John Christopher Muran (born December 4, 1961, in New York) is an American clinical psychologist and psychotherapy researcher.

== Education ==
John Christopher Muran graduated cum laude from The Hotchkiss School in 1980 and Hamilton College in 1984. He completed a doctorate in combined professional-scientific psychology at Hofstra University in 1989. He also completed postdoctoral training in cognitive therapy at the Clarke Institute of Psychiatry (University of Toronto) in 1990 and in psychoanalysis at the New York University Postdoctoral Program in 1998.

== Career ==
He is Dean of the Gordon F. Derner School of Psychology, Adelphi University (founded as the first-university based professional school), where he holds the appointment of full professor and served as training director for the doctoral program in clinical psychology (2009-2021). He is also Principal Investigator of the Psychotherapy Research Program at Mount Sinai Beth Israel (since 1990), which has been supported by grants from the National Institute of Mental Health, and is on faculty at Icahn School of Medicine at Mount Sinai. In addition, he is on the teaching faculty of the NYU Postdoctoral Program.

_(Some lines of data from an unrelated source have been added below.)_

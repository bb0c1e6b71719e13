//! Configuration error types

use thiserror::Error;

/// Configuration-related errors
#[derive(Error, Debug, PartialEq, Eq)]
pub enum ConfigError {
    /// Invalid value for environment variable
    #[error("invalid value for {0}: {1}")]
    InvalidValue(String, String),

    /// Malformed entry in the UI account list
    #[error("invalid account entry '{0}': expected user:password")]
    InvalidAccount(String),

    /// Configuration validation error
    #[error("configuration validation failed: {0}")]
    ValidationError(String),
}

/// Result type for configuration operations
pub type ConfigResult<T> = Result<T, ConfigError>;
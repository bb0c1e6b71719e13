//! Task definitions shared by producers and the worker

use std::fmt;

use async_trait::async_trait;
use serde::Serialize;
use tokio_util::sync::CancellationToken;

use crate::error::TaskResult;

/// Identity assigned to a task when it is enqueued
#[derive(Debug, Clone, Copy, PartialEq, Eq, Hash, PartialOrd, Ord, Serialize)]
#[serde(transparent)]
pub struct TaskId(u64);

impl TaskId {
    pub const fn new(raw: u64) -> Self {
        Self(raw)
    }

    pub const fn get(self) -> u64 {
        self.0
    }
}

impl fmt::Display for TaskId {
    fn fmt(&self, f: &mut fmt::Formatter<'_>) -> fmt::Result {
        write!(f, "{}", self.0)
    }
}

/// What kind of work a task performs
#[derive(Debug, Clone, Copy, PartialEq, Eq, Serialize)]
#[serde(rename_all = "snake_case")]
pub enum TaskKind {
    /// Walk a directory and register its media files
    RescanDirectory,
    /// Refresh content provided by an online service
    FetchOnlineContent,
    /// Anything else
    Generic,
}

impl TaskKind {
    pub fn as_str(&self) -> &'static str {
        match self {
            Self::RescanDirectory => "rescan_directory",
            Self::FetchOnlineContent => "fetch_online_content",
            Self::Generic => "generic",
        }
    }
}

impl fmt::Display for TaskKind {
    fn fmt(&self, f: &mut fmt::Formatter<'_>) -> fmt::Result {
        f.write_str(self.as_str())
    }
}

/// How a task run ended when it did not fail
#[derive(Debug, Clone, Copy, PartialEq, Eq)]
pub enum TaskOutcome {
    /// The task did all of its work
    Completed,
    /// The task observed its cancellation token and stopped early
    Cancelled,
}

/// A unit of deferred work executed by the [`TaskProcessor`](crate::TaskProcessor)
///
/// Cancellation is cooperative: `run` receives the task's token and is
/// expected to check it before doing anything effectful and at every
/// long-running step, returning [`TaskOutcome::Cancelled`] once it is set.
/// The processor never interrupts a running task.
#[async_trait]
pub trait Task: Send + Sync {
    fn kind(&self) -> TaskKind;

    /// Human readable description shown in the UI task list
    fn description(&self) -> String;

    /// Whether the UI may invalidate this task
    fn is_cancellable(&self) -> bool {
        true
    }

    async fn run(&self, token: &CancellationToken) -> TaskResult<TaskOutcome>;
}

/// Point-in-time copy of a task's public state
#[derive(Debug, Clone, PartialEq, Eq, Serialize)]
pub struct TaskView {
    pub id: TaskId,
    #[serde(skip_serializing_if = "Option::is_none")]
    pub parent_id: Option<TaskId>,
    pub kind: TaskKind,
    pub description: String,
    pub cancellable: bool,
    /// False once the task has been invalidated
    pub valid: bool,
}

/// A task owned by the processor, with its identity and validity flag
pub(crate) struct TaskEntry {
    pub(crate) id: TaskId,
    pub(crate) parent_id: Option<TaskId>,
    pub(crate) kind: TaskKind,
    pub(crate) description: String,
    pub(crate) cancellable: bool,
    pub(crate) token: CancellationToken,
    pub(crate) task: Box<dyn Task>,
}

impl TaskEntry {
    pub(crate) fn new(id: TaskId, parent_id: Option<TaskId>, task: Box<dyn Task>) -> Self {
        Self {
            id,
            parent_id,
            kind: task.kind(),
            description: task.description(),
            cancellable: task.is_cancellable(),
            token: CancellationToken::new(),
            task,
        }
    }

    pub(crate) fn is_valid(&self) -> bool {
        !self.token.is_cancelled()
    }

    pub(crate) fn view(&self) -> TaskView {
        TaskView {
            id: self.id,
            parent_id: self.parent_id,
            kind: self.kind,
            description: self.description.clone(),
            cancellable: self.cancellable,
            valid: self.is_valid(),
        }
    }
}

Muran's work has concentrated on the following topics: psychotherapy integration and difference, therapeutic relationship and therapeutic alliance, therapist position and experience, treatment impasse and failure, performance under pressure, theories on self, and intersubjectivity.  He has published over 200 papers and 10 books, including Alliance-Focused Training (2026; with colleagues), Therapist Performance under Pressure (2020; with Catherine Eubanks), The Therapeutic Alliance (2010; with Jacques Barber), Dialogues on Difference (2007), Self-Relations in the Psychotherapy Process (2001), and Negotiating the Therapeutic Alliance (2000; with Jeremy Safran).

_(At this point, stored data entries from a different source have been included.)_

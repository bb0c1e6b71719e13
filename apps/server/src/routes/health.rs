//! Health check HTTP route handlers
//!
//! - `GET /health` - Simple liveness check (returns 200 OK)
//! - `GET /health/live` - Liveness check with version

use axum::{response::IntoResponse, routing::get, Json, Router};

/// Create health check router
pub fn health_router() -> Router {
    Router::new()
        .route("/", get(simple_health))
        .route("/live", get(liveness_check))
}

/// Always returns OK if the server is running
async fn simple_health() -> &'static str {
    "OK"
}

async fn liveness_check() -> impl IntoResponse {
    Json(serde_json::json!({
        "status": "alive",
        "version": env!("CARGO_PKG_VERSION"),
    }))
}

Muran is a fellow of the American Psychological Association (since 2007) and served on its Advisory Steering Committee for Clinical Treatment Guidelines. He is past-president of the international Society for Psychotherapy Research (SPR) and past-editor of its journal Psychotherapy Research. He has also served on several editorial boards, including Journal of Consulting & Clinical Psychology and Clinical Psychology: Science & Practice. He has received other recognitions and honors for his accomplishments, including APA's Distinguished Psychologist Award for Contributions to Psychology and Psychotherapy, National Register's Alfred M. Wellner Lifetime Achievement Award for Research Excellence and SPR's Senior Distinguished Career Award. He also held the Horst Kächele visiting professorship at the International Psychoanalytic University in Berlin during its winter semester 2022–23.

== Personal life ==
Muran married clinical psychologist Elisa Denise Ventur in 1992 with whom he has a son Andrew Christopher Muran.

== Selected works==

- Muran, J.C., Eubanks, C.F., Samstag, L.W., & Macdonald, J. (2026). Alliance-Focused Training: An Evidence-Based Guide to Negotiating Rupture. APA Books.
- Muran, J.C. & Eubanks, C.F. (2020). Therapist Performance under Pressure: Negotiating Emotion, Difference & Rupture. APA Books (Italian translation).
- Muran, J.C., & Barber, J.P., eds. (2010). The Therapeutic Alliance: An Evidence-Based Guide to Practice. Guilford Press (Italian translation).
- Muran, J.C., ed. (2007). Dialogues on Difference: Diversity Studies on the Therapeutic Relationship. APA Books.
- Muran, J.C., ed. (2001). Self-Relations in the Psychotherapy Process. APA Books.
- Safran, J.D. & Muran, J.C. (2000). Negotiating the Therapeutic Alliance: A Relational Treatment Guide. Guilford Press (Spanish & Italian translations).